The incidence of burst appendix with fecalith and appendix stones was 19% and 45%, respectively.
Once the obstruction of the appendix occurs, the mucus and bacteria build-up increases inside the appendix lumen.
Obstruction leads to distension of the lumen and increased pressure which aids in the burst process.
Moreover, the obstruction and the pressure build-up presses on the blood vessels supplying the appendix wall. Compressed blood vessels ultimately lead to gangrene in the appendix wall, increasing the odds of rupture (reference).
3. Bacteria build up inside the appendix.
Bacterial infection is an essential factor in abscess formation and perforation of the appendix.
Bacterial infection can be the trigger event of appendicitis. Which then leads to obstruction of the appendix due to the inflammation and swelling of the appendix.
Also, Bacterial infections can occur later as a result of an obstruction to the appendix. Therefore, combined infection and obstruction of the appendix are the two most important mechanisms of a burst appendix.
Infection and inflammation are found in nearly 90% of all cases of acute appendicitis. But not all cases of disease lead to a burst appendix.
Infections also play a role in cutting the blood supply to the appendix tissue (appendix gangrene). In addition, the infection triggers inflammation and swelling of the appendix, which compresses the blood vessels of the appendix.
4. Appendix gangrene.
Gangrene is the death of the tissues of the appendix wall. In addition, appendix gangrene carries a high risk of appendicular rupture.
Gangrene occurs due to the cutting of the blood supply to the appendix wall. It is often due to the external compression on the small blood vessels of the appendix wall.
The external compression is due to:
- Obstruction of the appendix and pressure build-up on the blood vessels on the appendix wall.
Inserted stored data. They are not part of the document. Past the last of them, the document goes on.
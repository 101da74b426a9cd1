#![forbid(unsafe_code)]

//! Tandem public facade crate.
//!
//! This crate provides the stable, ergonomic surface area for users. It
//! re-exports common types from internal crates and offers a lightweight
//! prelude for day-to-day usage.

use std::fmt;

// --- Core re-exports -------------------------------------------------------

pub use tandem_core::{
    Alignment, Capabilities, Color, ComponentId, ComponentKind, ComponentTree, Extent,
    ExtentUnit, GridSpan, InvalidSpan, LayoutData, LogFormat, LoggingConfig, LoggingError,
    Orientation, PropertyChange, PropertyName, PropertyValue, TreeError, TreeListener,
};

// --- Layout re-exports -----------------------------------------------------

pub use tandem_layout::{GridCell, GridChild, GridError, GridProcessor, GridSlot, GridSpec};

// --- Sync re-exports -------------------------------------------------------

pub use tandem_sync::{
    ActionEvent, ActionObserver, ApplicationInstance, ChangeOrigin, ClientAction, ClientMessage,
    PropertyChangeEvent, PropertyChangeObserver, PropertyUpdate, ServerComponentUpdate,
    SyncConfig, SyncOutcome, UpdateManager,
};

// --- Errors ---------------------------------------------------------------

/// Top-level error type for Tandem apps.
#[derive(Debug)]
pub enum Error {
    /// Invalid tree mutation.
    Tree(TreeError),
    /// Grid could not be resolved.
    Grid(GridError),
    /// Invalid span in layout data.
    Span(InvalidSpan),
    /// Logging could not be installed.
    Logging(LoggingError),
}

impl fmt::Display for Error {
    fn fmt(&self, f: &mut fmt::Formatter<'_>) -> fmt::Result {
        match self {
            Self::Tree(err) => write!(f, "{err}"),
            Self::Grid(err) => write!(f, "{err}"),
            Self::Span(err) => write!(f, "{err}"),
            Self::Logging(err) => write!(f, "{err}"),
        }
    }
}

impl std::error::Error for Error {
    fn source(&self) -> Option<&(dyn std::error::Error + 'static)> {
        match self {
            Self::Tree(err) => Some(err),
            Self::Grid(err) => Some(err),
            Self::Span(err) => Some(err),
            Self::Logging(err) => Some(err),
        }
    }
}

impl From<TreeError> for Error {
    fn from(err: TreeError) -> Self {
        Self::Tree(err)
    }
}

impl From<GridError> for Error {
    fn from(err: GridError) -> Self {
        Self::Grid(err)
    }
}

impl From<InvalidSpan> for Error {
    fn from(err: InvalidSpan) -> Self {
        Self::Span(err)
    }
}

impl From<LoggingError> for Error {
    fn from(err: LoggingError) -> Self {
        Self::Logging(err)
    }
}

/// Standard result type for Tandem APIs.
pub type Result<T> = std::result::Result<T, Error>;

// --- Prelude --------------------------------------------------------------

pub mod prelude {
    pub use crate::{
        ApplicationInstance, ClientAction, ClientMessage, ComponentId, ComponentKind, Error,
        GridProcessor, LayoutData, PropertyName, PropertyValue, Result, ServerComponentUpdate,
        SyncConfig, SyncOutcome,
    };

    pub use crate::{core, layout, sync};
}

pub use tandem_core as core;
pub use tandem_layout as layout;
pub use tandem_sync as sync;
#![forbid(unsafe_code)]

//! Tandem synchronization.
//!
//! This crate keeps a server-side component tree and a remote client in step.
//!
//! # Key Components
//!
//! - [`ApplicationInstance`] - one session: tree, update manager, observers
//! - [`ServerUpdateManager`] - turns server mutations into minimal
//!   [`ServerComponentUpdate`] records
//! - [`ClientUpdateManager`] - queues client input, actions and focus
//! - [`UpdateManager`] - both sides behind the tree listener seam
//! - [`SyncConfig`] - tracking policy, readable from the environment
//!
//! # Cycle
//! [`ApplicationInstance::synchronize`] applies a [`ClientMessage`], runs the
//! application's handler, and returns a [`SyncOutcome`] with the updates the
//! client must render.

pub mod client;
pub mod config;
pub mod context;
pub mod instance;
pub mod manager;
pub mod observer;
pub mod server;
pub mod update;

pub use client::{
    ClientAction, ClientInput, ClientMessage, ClientPropertyUpdate, ClientUpdateManager,
};
pub use config::SyncConfig;
pub use context::{ActiveInstance, InstanceId, active_instance, is_active, with_active};
pub use instance::{ApplicationInstance, SyncOutcome};
pub use manager::UpdateManager;
pub use observer::{
    ActionEvent, ActionObserver, ChangeOrigin, PropertyChangeEvent, PropertyChangeObserver,
};
pub use server::ServerUpdateManager;
pub use update::{PropertyUpdate, ServerComponentUpdate};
- Infections trigger swelling, which in turn compresses the appendix.
- Tumors of the appendix.
- A large mass of feces (fecalith).
Also, thrombosis of the blood obstruction the vessel from inside can occur due to severe inflammation (reference).
With gangrene, the tissue of the appendix wall is dead and brittle.
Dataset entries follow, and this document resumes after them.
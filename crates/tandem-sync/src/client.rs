#![forbid(unsafe_code)]

//! Client-side update intake.
//!
//! The client reports input it has already rendered: typed text, toggled
//! selections, the action it fired, and the focused component. Reported
//! values are applied to the tree silently; the client never needs them
//! echoed back. What the server tracker still needs is the value the client
//! saw *before* typing, so that a later server write in the same cycle is
//! recorded against the right baseline. [`ClientInput`] keeps both.

use indexmap::IndexMap;
use serde::{Deserialize, Serialize};
use tandem_core::{ComponentId, PropertyName, PropertyValue};

/// One reported property value.
#[derive(Debug, Clone, PartialEq, Eq, Serialize, Deserialize)]
pub struct ClientPropertyUpdate {
    pub component: ComponentId,
    pub name: PropertyName,
    pub value: PropertyValue,
}

/// An action fired on the client (button press, enter in a text field).
#[derive(Debug, Clone, PartialEq, Eq, Serialize, Deserialize)]
pub struct ClientAction {
    pub component: ComponentId,
    #[serde(default, skip_serializing_if = "Option::is_none")]
    pub command: Option<String>,
}

impl ClientAction {
    #[must_use]
    pub fn new(component: ComponentId) -> Self {
        Self {
            component,
            command: None,
        }
    }

    #[must_use]
    pub fn with_command(mut self, command: impl Into<String>) -> Self {
        self.command = Some(command.into());
        self
    }
}

/// Everything one client request reports.
#[derive(Debug, Clone, Default, PartialEq, Eq, Serialize, Deserialize)]
pub struct ClientMessage {
    #[serde(default)]
    pub properties: Vec<ClientPropertyUpdate>,
    #[serde(default)]
    pub action: Option<ClientAction>,
    #[serde(default)]
    pub focus: Option<ComponentId>,
}

impl ClientMessage {
    #[must_use]
    pub fn new() -> Self {
        Self::default()
    }

    #[must_use]
    pub fn with_property(
        mut self,
        component: ComponentId,
        name: PropertyName,
        value: impl Into<PropertyValue>,
    ) -> Self {
        self.properties.push(ClientPropertyUpdate {
            component,
            name,
            value: value.into(),
        });
        self
    }

    #[must_use]
    pub fn with_action(mut self, action: ClientAction) -> Self {
        self.action = Some(action);
        self
    }

    #[must_use]
    pub fn with_focus(mut self, component: ComponentId) -> Self {
        self.focus = Some(component);
        self
    }
}

/// Client input applied to the tree this cycle.
#[derive(Debug, Clone, PartialEq, Eq)]
pub struct ClientInput {
    /// What the client now displays.
    pub value: PropertyValue,
    /// What the client displayed at the start of the cycle.
    pub baseline: PropertyValue,
}

/// Pending and applied client input for one cycle.
#[derive(Debug, Clone, Default)]
pub struct ClientUpdateManager {
    pending: IndexMap<ComponentId, IndexMap<PropertyName, PropertyValue>>,
    applied: IndexMap<(ComponentId, PropertyName), ClientInput>,
    action: Option<ClientAction>,
    focus: Option<ComponentId>,
}

impl ClientUpdateManager {
    #[must_use]
    pub fn new() -> Self {
        Self::default()
    }

    /// Queue a reported value; a later report for the same property wins.
    pub fn add_client_property_update(
        &mut self,
        component: ComponentId,
        name: PropertyName,
        value: PropertyValue,
    ) {
        let _ = self
            .pending
            .entry(component)
            .or_default()
            .insert(name, value);
    }

    pub fn set_action(&mut self, action: ClientAction) {
        self.action = Some(action);
    }

    pub fn set_focus(&mut self, component: ComponentId) {
        self.focus = Some(component);
    }

    /// Queue everything a message carries.
    pub fn add_message(&mut self, message: ClientMessage) {
        for update in message.properties {
            self.add_client_property_update(update.component, update.name, update.value);
        }
        if let Some(action) = message.action {
            self.set_action(action);
        }
        if let Some(focus) = message.focus {
            self.set_focus(focus);
        }
    }

    #[must_use]
    pub fn has_pending(&self) -> bool {
        !self.pending.is_empty() || self.action.is_some() || self.focus.is_some()
    }

    /// Drain queued property reports in arrival order.
    pub fn take_pending(&mut self) -> Vec<ClientPropertyUpdate> {
        std::mem::take(&mut self.pending)
            .into_iter()
            .flat_map(|(component, properties)| {
                properties
                    .into_iter()
                    .map(move |(name, value)| ClientPropertyUpdate {
                        component,
                        name,
                        value,
                    })
            })
            .collect()
    }

    pub fn take_action(&mut self) -> Option<ClientAction> {
        self.action.take()
    }

    pub fn take_focus(&mut self) -> Option<ComponentId> {
        self.focus.take()
    }

    pub(crate) fn record_applied(
        &mut self,
        component: ComponentId,
        name: PropertyName,
        input: ClientInput,
    ) {
        let _ = self.applied.insert((component, name), input);
    }

    /// Input applied to `component.name` this cycle.
    #[must_use]
    pub fn applied(&self, component: ComponentId, name: &PropertyName) -> Option<&ClientInput> {
        self.applied.get(&(component, name.clone()))
    }

    /// Forget input applied in an earlier cycle, keeping queued input.
    pub(crate) fn clear_applied(&mut self) {
        self.applied.clear();
    }

    pub fn purge(&mut self) {
        self.pending.clear();
        self.applied.clear();
        self.action = None;
        self.focus = None;
    }
}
5. Other causes and risk factors of a burst appendix.
- Pain control medications can mask the symptoms and delays the diagnosis. The delay in diagnosis is a significant risk factor of a burst appendix.
- Elderly with dementia.
- People with psychiatric diseases such as schizophrenia (reference).
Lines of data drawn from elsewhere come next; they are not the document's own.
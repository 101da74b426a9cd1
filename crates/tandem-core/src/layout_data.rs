#![forbid(unsafe_code)]

//! Layout data: per-child values interpreted by the parent.
//!
//! Changing a child's layout data affects how its *parent* renders it, so
//! the tree reports these changes against the parent rather than as
//! ordinary property updates.

use std::fmt;

use serde::{Deserialize, Serialize};

use crate::property::{Color, Extent};

/// Axis a span applies to.
#[derive(Debug, Clone, Copy, PartialEq, Eq, Hash, Serialize, Deserialize)]
#[serde(rename_all = "snake_case")]
pub enum SpanAxis {
    Column,
    Row,
}

/// Number of grid cells a child occupies along one axis.
#[derive(Debug, Clone, Copy, PartialEq, Eq, Hash, Serialize, Deserialize)]
#[serde(rename_all = "snake_case")]
pub enum GridSpan {
    /// Exactly this many cells (always >= 1).
    Cells(u16),
    /// The remainder of the current row. Row spans treat this as 1.
    Fill,
}

impl GridSpan {
    /// Single cell.
    pub const ONE: Self = Self::Cells(1);

    /// Validate a raw span; values below 1 are rejected.
    ///
    /// Values above `u16::MAX` saturate; grids clamp oversized spans anyway.
    pub fn new(axis: SpanAxis, raw: i32) -> Result<Self, InvalidSpan> {
        if raw < 1 {
            return Err(InvalidSpan { axis, value: raw });
        }
        Ok(Self::Cells(u16::try_from(raw).unwrap_or(u16::MAX)))
    }
}

impl Default for GridSpan {
    fn default() -> Self {
        Self::ONE
    }
}

/// A span below 1 was supplied.
#[derive(Debug, Clone, Copy, PartialEq, Eq)]
pub struct InvalidSpan {
    pub axis: SpanAxis,
    pub value: i32,
}

impl fmt::Display for InvalidSpan {
    fn fmt(&self, f: &mut fmt::Formatter<'_>) -> fmt::Result {
        write!(
            f,
            "invalid {:?} span {}: spans must be >= 1",
            self.axis, self.value
        )
    }
}

impl std::error::Error for InvalidSpan {}

/// Alignment of a child within its cell.
#[derive(Debug, Clone, Copy, PartialEq, Eq, Hash, Serialize, Deserialize)]
#[serde(rename_all = "snake_case")]
pub enum Alignment {
    Start,
    Center,
    End,
}

/// Layout data attached to a child component.
#[derive(Debug, Clone, Default, PartialEq, Eq, Hash, Serialize, Deserialize)]
pub struct LayoutData {
    pub column_span: GridSpan,
    pub row_span: GridSpan,
    pub alignment: Option<Alignment>,
    pub background: Option<Color>,
    pub insets: Option<Extent>,
}

impl LayoutData {
    #[must_use]
    pub fn new() -> Self {
        Self::default()
    }

    /// Set the column span from a raw value.
    pub fn with_column_span(mut self, span: i32) -> Result<Self, InvalidSpan> {
        self.column_span = GridSpan::new(SpanAxis::Column, span)?;
        Ok(self)
    }

    /// Set the row span from a raw value.
    pub fn with_row_span(mut self, span: i32) -> Result<Self, InvalidSpan> {
        self.row_span = GridSpan::new(SpanAxis::Row, span)?;
        Ok(self)
    }

    /// Fill the remainder of the row.
    #[must_use]
    pub fn with_column_fill(mut self) -> Self {
        self.column_span = GridSpan::Fill;
        self
    }

    #[must_use]
    pub fn with_alignment(mut self, alignment: Alignment) -> Self {
        self.alignment = Some(alignment);
        self
    }

    #[must_use]
    pub fn with_background(mut self, background: Color) -> Self {
        self.background = Some(background);
        self
    }

    #[must_use]
    pub fn with_insets(mut self, insets: Extent) -> Self {
        self.insets = Some(insets);
        self
    }
}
Bonus: Symptoms of a burst appendix.
- High-grade fever: temperature exceeds 103.0°F (39.4°C).
- Initial temporary relief (due to the relief of pressure inside the appendix lasts for minutes to few hours.
- The pain becomes generalized all over your abdomen.
- Severe tenderness on touching the abdomen.
- Fast heartbeats.
- Rapid and shallow breathing.
- White blood cell count more than 15,000
- Low blood pressure.
- A fluid collection around the appendix.